# Confidence Intervals 

As you are learning statistics, you start to realise that just because you had calculate one metric does not mean it is statistically significant. For example, you calculated the average revenue of a sample of users on a platform. Do you think this average represents the actual average of your whole user's database? Maybe yes, maybe not 🤷‍♀️

What if there was a way to actual tell for sure? Well this can be done using **confidence intervals**. 

## What you're going to learn in this class 🧐🧐

- What is a confidence interval
- How to build them
- Understand the difference between precision and accuracy
- Create a confidence interval for a mean and for a proportion
- Calculate the minimum sample size based on your population parameters

## Why do we need a confidence interval? 

One of the most common problems encountered when conducting an experiment is knowing when **enough data has been collected to make an informed decision**. Although time constraints always come into play, it is vital to understand the consequences of making decisions with a low confidence level. The concept of **statistical significance** is a widely used tool among statisticians to address this very problem.

Whenever we have a sample and calculate statistics, they can be used as a parameter for our population. For example, if you collect data on the age and gender of 100 randomly selected employees at Google, you will have a good idea of the age and gender of the entire population of Google employees. However, these results are inherently imperfect because the population is never perfectly represented. It is to quantify this inaccuracy that the concept of confidence intervals was created.

After today's lesson, you will be able to present results in a format that will allow your colleagues to see exactly how accurate your measurements are. Let's look at an example:

We can say with 95% certainty that:

1. Between 40% and 80% of Google's employees are men
2. The average age of employees is between 20 and 40 years old.

(NB: This data is completely made-up and does not represent the real Google population 😘)
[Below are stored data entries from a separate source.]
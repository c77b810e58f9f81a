use miette::Diagnostic;
use thiserror::Error;

#[derive(Debug, Error, PartialEq, Eq, Diagnostic)]
pub enum StatsError {
    #[error("Cannot compute statistics over no values")]
    #[diagnostic(code(weather::stats::empty_input))]
    EmptyInput,
    #[error("Value not found")]
    #[diagnostic(code(weather::stats::not_found))]
    NotFound,
}

/// An extreme value together with the index of its last occurrence.
#[derive(Debug, Clone, Copy, PartialEq)]
pub struct Extreme<T> {
    pub value: T,
    pub index: usize,
}

pub fn mean<T: Copy + Into<f64>>(values: &[T]) -> Result<f64, StatsError> {
    if values.is_empty() {
        return Err(StatsError::EmptyInput);
    }
    let total: f64 = values.iter().map(|&value| Into::<f64>::into(value)).sum();
    Ok(total / values.len() as f64)
}

pub fn find_last_occurrence<T: PartialEq>(values: &[T], target: &T) -> Result<usize, StatsError> {
    values
        .iter()
        .rposition(|value| value == target)
        .ok_or(StatsError::NotFound)
}

/// Returns `None` on empty input. Ties resolve to the last index.
pub fn find_min<T: PartialOrd + Copy>(values: &[T]) -> Option<Extreme<T>> {
    find_extreme(values, |value, best| value < best)
}

/// Returns `None` on empty input. Ties resolve to the last index.
pub fn find_max<T: PartialOrd + Copy>(values: &[T]) -> Option<Extreme<T>> {
    find_extreme(values, |value, best| value > best)
}

fn find_extreme<T: PartialOrd + Copy>(
    values: &[T],
    better: fn(&T, &T) -> bool,
) -> Option<Extreme<T>> {
    let value = values
        .iter()
        .copied()
        .reduce(|best, value| if better(&value, &best) { value } else { best })?;
    // NaN never equals itself, so a NaN extreme comes back as absent.
    let index = find_last_occurrence(values, &value).ok()?;
    Some(Extreme { value, index })
}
## What's a confidence interval ✨

In the example above, the 95% confidence level means that each time you take a new sample of individuals, there will be a 95% chance that their age is within the defined interval (between 20 and 40 years old). In fact, you also have a 5% chance that the age is outside this interval.

So why not try to have a confidence interval of 99% or even 99.99%? Well, because the higher your confidence level, the wider your interval will be. To continue with the example above. You are 95% certain that the average age is between 20 and 40 years old, you will be as 99% certain that the average age is between 10 and 60 years old. You will have understood it, the whole in statistics is to arbitrate and balance the confidence rate and the confidence interval according to your constraints.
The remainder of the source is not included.